How do the terms “job”, “task”, and “step” relate to each other?

A job consists of one or more steps, each consisting of one or more tasks each using one or more CPU.

Jobs are typically created with the sbatch command, steps are created with the srun command, tasks are requested, at the job level with --ntasks or --ntasks-per-node, or at the step level with --ntasks. CPUs are requested per task with --cpus-per-task. Note that jobs submitted with sbatch have one implicit step; the Bash script itself.

Assume the hypothetical job:

#SBATCH --nodes 8
#SBATCH --tasks-per-node 8
# The job requests 64 CPUs, on 8 nodes.    

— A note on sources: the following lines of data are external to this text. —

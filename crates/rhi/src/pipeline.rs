//! Graphics pipeline state.
//!
//! A graphics pipeline is split in two halves that command lists cache
//! independently:
//!
//! - [`PipelineRenderPassState`] describes what the pass expects of every
//!   draw: blending per color attachment, depth testing, sample count.
//! - [`PipelineInstanceState`] describes the draw itself: pipeline layout,
//!   shaders, vertex layout, and rasterization.
//!
//! Together with the current [`RenderPassInfo`] they form the
//! [`GraphicsPipelineKey`] the device caches native pipelines under. None of
//! these types carry floating point values, so structural equality is exact
//! and hashing is stable.
//!
//! # Example
//!
//! ```
//! use forge_rhi::handle::{PipelineLayoutHandle, ShaderHandle, TypedHandle};
//! use forge_rhi::pipeline::{CullMode, PipelineInstanceState, PrimitiveTopology};
//!
//! let layout = PipelineLayoutHandle::from_index(0);
//! let vs = ShaderHandle::from_index(0);
//! let fs = ShaderHandle::from_index(1);
//!
//! let state = PipelineInstanceState::new(layout, vs)
//!     .with_fragment_shader(fs)
//!     .with_topology(PrimitiveTopology::TriangleStrip)
//!     .with_cull_mode(CullMode::None);
//! assert_eq!(state, state.clone());
//! ```

use bitflags::bitflags;

use crate::handle::{PipelineLayoutHandle, ShaderHandle};
use crate::render_pass::RenderPassInfo;
use crate::types::Format;

/// Primitive topology for input assembly.
#[derive(Clone, Copy, Debug, Default, PartialEq, Eq, Hash)]
pub enum PrimitiveTopology {
    /// Points
    PointList,
    /// Lines (pairs of vertices)
    LineList,
    /// Connected line strip
    LineStrip,
    /// Triangles (triplets of vertices)
    #[default]
    TriangleList,
    /// Connected triangle strip
    TriangleStrip,
    /// Triangle fan
    TriangleFan,
}

/// Polygon rasterization mode.
#[derive(Clone, Copy, Debug, Default, PartialEq, Eq, Hash)]
pub enum PolygonMode {
    /// Filled polygons
    #[default]
    Fill,
    /// Wireframe
    Line,
    /// Points at vertices
    Point,
}

/// Face culling mode.
#[derive(Clone, Copy, Debug, Default, PartialEq, Eq, Hash)]
pub enum CullMode {
    /// No culling
    None,
    /// Cull front faces
    Front,
    /// Cull back faces
    #[default]
    Back,
    /// Cull both
    FrontAndBack,
}

/// Winding order of front faces.
#[derive(Clone, Copy, Debug, Default, PartialEq, Eq, Hash)]
pub enum FrontFace {
    /// Counter-clockwise is front
    #[default]
    CounterClockwise,
    /// Clockwise is front
    Clockwise,
}

/// Comparison operator for depth testing.
#[derive(Clone, Copy, Debug, Default, PartialEq, Eq, Hash)]
pub enum CompareOp {
    Never,
    #[default]
    Less,
    Equal,
    LessOrEqual,
    Greater,
    NotEqual,
    GreaterOrEqual,
    Always,
}

/// Blend factor.
#[derive(Clone, Copy, Debug, PartialEq, Eq, Hash)]
pub enum BlendFactor {
    Zero,
    One,
    SrcColor,
    OneMinusSrcColor,
    DstColor,
    OneMinusDstColor,
    SrcAlpha,
    OneMinusSrcAlpha,
    DstAlpha,
    OneMinusDstAlpha,
    ConstantColor,
    OneMinusConstantColor,
    ConstantAlpha,
    OneMinusConstantAlpha,
    SrcAlphaSaturate,
}

/// Blend operation.
#[derive(Clone, Copy, Debug, Default, PartialEq, Eq, Hash)]
pub enum BlendOp {
    #[default]
    Add,
    Subtract,
    ReverseSubtract,
    Min,
    Max,
}

bitflags! {
    /// Color channels written by an attachment.
    #[derive(Clone, Copy, Debug, PartialEq, Eq, Hash)]
    pub struct ColorWriteMask: u8 {
        const R = 1 << 0;
        const G = 1 << 1;
        const B = 1 << 2;
        const A = 1 << 3;
        const RGBA = Self::R.bits() | Self::G.bits() | Self::B.bits() | Self::A.bits();
    }
}

/// Color blend configuration of one attachment.
#[derive(Clone, Copy, Debug, PartialEq, Eq, Hash)]
pub struct ColorBlendAttachment {
    pub blend_enable: bool,
    pub src_color_blend_factor: BlendFactor,
    pub dst_color_blend_factor: BlendFactor,
    pub color_blend_op: BlendOp,
    pub src_alpha_blend_factor: BlendFactor,
    pub dst_alpha_blend_factor: BlendFactor,
    pub alpha_blend_op: BlendOp,
    pub color_write_mask: ColorWriteMask,
}

impl Default for ColorBlendAttachment {
    fn default() -> Self {
        Self {
            blend_enable: false,
            src_color_blend_factor: BlendFactor::One,
            dst_color_blend_factor: BlendFactor::Zero,
            color_blend_op: BlendOp::Add,
            src_alpha_blend_factor: BlendFactor::One,
            dst_alpha_blend_factor: BlendFactor::Zero,
            alpha_blend_op: BlendOp::Add,
            color_write_mask: ColorWriteMask::RGBA,
        }
    }
}

impl ColorBlendAttachment {
    /// Standard alpha blending: `src * src_alpha + dst * (1 - src_alpha)`.
    pub fn alpha_blend() -> Self {
        Self {
            blend_enable: true,
            src_color_blend_factor: BlendFactor::SrcAlpha,
            dst_color_blend_factor: BlendFactor::OneMinusSrcAlpha,
            ..Self::default()
        }
    }
}

/// Whether a vertex binding advances per vertex or per instance.
#[derive(Clone, Copy, Debug, Default, PartialEq, Eq, Hash)]
pub enum VertexInputRate {
    #[default]
    Vertex,
    Instance,
}

#[derive(Clone, Copy, Debug, PartialEq, Eq, Hash)]
pub struct VertexBinding {
    pub binding: u32,
    pub stride: u32,
    pub input_rate: VertexInputRate,
}

#[derive(Clone, Copy, Debug, PartialEq, Eq, Hash)]
pub struct VertexAttribute {
    pub location: u32,
    pub binding: u32,
    pub format: Format,
    pub offset: u32,
}

/// Vertex input description.
#[derive(Clone, Debug, Default, PartialEq, Eq, Hash)]
pub struct VertexLayout {
    pub bindings: Vec<VertexBinding>,
    pub attributes: Vec<VertexAttribute>,
}

impl VertexLayout {
    pub fn new() -> Self {
        Self::default()
    }

    pub fn with_binding(mut self, binding: u32, stride: u32, input_rate: VertexInputRate) -> Self {
        self.bindings.push(VertexBinding {
            binding,
            stride,
            input_rate,
        });
        self
    }

    pub fn with_attribute(mut self, location: u32, binding: u32, format: Format, offset: u32) -> Self {
        self.attributes.push(VertexAttribute {
            location,
            binding,
            format,
            offset,
        });
        self
    }
}

/// Pass-level half of a graphics pipeline.
#[derive(Clone, Debug, PartialEq, Eq, Hash)]
pub struct PipelineRenderPassState {
    /// One entry per color attachment of the pass.
    pub blend_attachments: Vec<ColorBlendAttachment>,
    pub depth_test_enable: bool,
    pub depth_write_enable: bool,
    pub depth_compare_op: CompareOp,
    pub samples: u8,
}

impl Default for PipelineRenderPassState {
    fn default() -> Self {
        Self {
            blend_attachments: vec![ColorBlendAttachment::default()],
            depth_test_enable: false,
            depth_write_enable: false,
            depth_compare_op: CompareOp::Less,
            samples: 1,
        }
    }
}

impl PipelineRenderPassState {
    /// Depth test and write with the given compare op.
    pub fn with_depth(mut self, compare_op: CompareOp) -> Self {
        self.depth_test_enable = true;
        self.depth_write_enable = true;
        self.depth_compare_op = compare_op;
        self
    }

    pub fn with_blend_attachments(mut self, attachments: Vec<ColorBlendAttachment>) -> Self {
        self.blend_attachments = attachments;
        self
    }
}

/// Draw-level half of a graphics pipeline.
#[derive(Clone, Debug, PartialEq, Eq, Hash)]
pub struct PipelineInstanceState {
    pub layout: PipelineLayoutHandle,
    pub vertex_shader: ShaderHandle,
    pub fragment_shader: Option<ShaderHandle>,
    pub vertex_layout: VertexLayout,
    pub topology: PrimitiveTopology,
    pub polygon_mode: PolygonMode,
    pub cull_mode: CullMode,
    pub front_face: FrontFace,
}

impl PipelineInstanceState {
    pub fn new(layout: PipelineLayoutHandle, vertex_shader: ShaderHandle) -> Self {
        Self {
            layout,
            vertex_shader,
            fragment_shader: None,
            vertex_layout: VertexLayout::default(),
            topology: PrimitiveTopology::default(),
            polygon_mode: PolygonMode::default(),
            cull_mode: CullMode::default(),
            front_face: FrontFace::default(),
        }
    }

    #[inline]
    pub fn with_fragment_shader(mut self, shader: ShaderHandle) -> Self {
        self.fragment_shader = Some(shader);
        self
    }

    #[inline]
    pub fn with_vertex_layout(mut self, layout: VertexLayout) -> Self {
        self.vertex_layout = layout;
        self
    }

    #[inline]
    pub fn with_topology(mut self, topology: PrimitiveTopology) -> Self {
        self.topology = topology;
        self
    }

    #[inline]
    pub fn with_polygon_mode(mut self, mode: PolygonMode) -> Self {
        self.polygon_mode = mode;
        self
    }

    #[inline]
    pub fn with_cull_mode(mut self, mode: CullMode) -> Self {
        self.cull_mode = mode;
        self
    }

    #[inline]
    pub fn with_front_face(mut self, face: FrontFace) -> Self {
        self.front_face = face;
        self
    }
}

/// Everything that identifies a native graphics pipeline.
#[derive(Clone, Debug, PartialEq, Eq, Hash)]
pub struct GraphicsPipelineKey {
    pub render_pass: RenderPassInfo,
    pub render_pass_state: PipelineRenderPassState,
    pub instance_state: PipelineInstanceState,
}

#[cfg(test)]
mod tests {
    use std::collections::hash_map::DefaultHasher;
    use std::hash::{Hash, Hasher};

    use super::*;
    use crate::handle::TypedHandle;

    fn hash_of<T: Hash>(value: &T) -> u64 {
        let mut hasher = DefaultHasher::new();
        value.hash(&mut hasher);
        hasher.finish()
    }

    fn instance() -> PipelineInstanceState {
        PipelineInstanceState::new(PipelineLayoutHandle::from_index(0), ShaderHandle::from_index(0))
            .with_fragment_shader(ShaderHandle::from_index(1))
            .with_vertex_layout(
                VertexLayout::new()
                    .with_binding(0, 20, VertexInputRate::Vertex)
                    .with_attribute(0, 0, Format::Rg32Float, 0)
                    .with_attribute(1, 0, Format::Rgb32Float, 8),
            )
    }

    #[test]
    fn test_defaults() {
        assert_eq!(PrimitiveTopology::default(), PrimitiveTopology::TriangleList);
        assert_eq!(PolygonMode::default(), PolygonMode::Fill);
        assert_eq!(CullMode::default(), CullMode::Back);
        assert_eq!(FrontFace::default(), FrontFace::CounterClockwise);
        assert_eq!(CompareOp::default(), CompareOp::Less);
        assert_eq!(BlendOp::default(), BlendOp::Add);
    }

    #[test]
    fn test_alpha_blend_attachment() {
        let blend = ColorBlendAttachment::alpha_blend();
        assert!(blend.blend_enable);
        assert_eq!(blend.src_color_blend_factor, BlendFactor::SrcAlpha);
        assert_eq!(blend.dst_color_blend_factor, BlendFactor::OneMinusSrcAlpha);
        assert_eq!(blend.color_write_mask, ColorWriteMask::RGBA);
        assert!(!ColorBlendAttachment::default().blend_enable);
    }

    #[test]
    fn test_equal_states_hash_equal() {
        let a = instance();
        let b = instance();
        assert_eq!(a, b);
        assert_eq!(hash_of(&a), hash_of(&b));

        let c = instance().with_cull_mode(CullMode::None);
        assert_ne!(a, c);
    }

    #[test]
    fn test_render_pass_state_with_depth() {
        let state = PipelineRenderPassState::default().with_depth(CompareOp::LessOrEqual);
        assert!(state.depth_test_enable);
        assert!(state.depth_write_enable);
        assert_eq!(state.depth_compare_op, CompareOp::LessOrEqual);
        assert_eq!(state.blend_attachments.len(), 1);
    }
}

# First step, with a sub-allocation of 8 tasks (one per node) to create a tmp dir. 
# No need for more than one task per node, but it has to run on every node
srun --nodes 8 --ntasks 8 mkdir -p /tmp/$USER/$SLURM_JOBID

# Second step with the full allocation (64 tasks) to run an MPI 
# program on some data to produce some output.
srun process.mpi <input.dat >output.txt

# Third step with a sub allocation of 48 tasks (because for instance 
# that program does not scale as well) to post-process the output and 
# extract meaningful information
srun --ntasks 48 --nodes 6 --exclusive postprocess.mpi <output.txt >result.txt &

# Fourth step with a sub-allocation on a single node   
# to compress the raw output. This step runs at the same time as 
# the previous one thanks to the ampersand `&` 
srun --ntasks 12 --nodes 1 --exclusive compress.mpi output.txt &

wait

Four steps were created and so the accounting information for that job will have 5 lines; one per step plus one for the Bash script itself.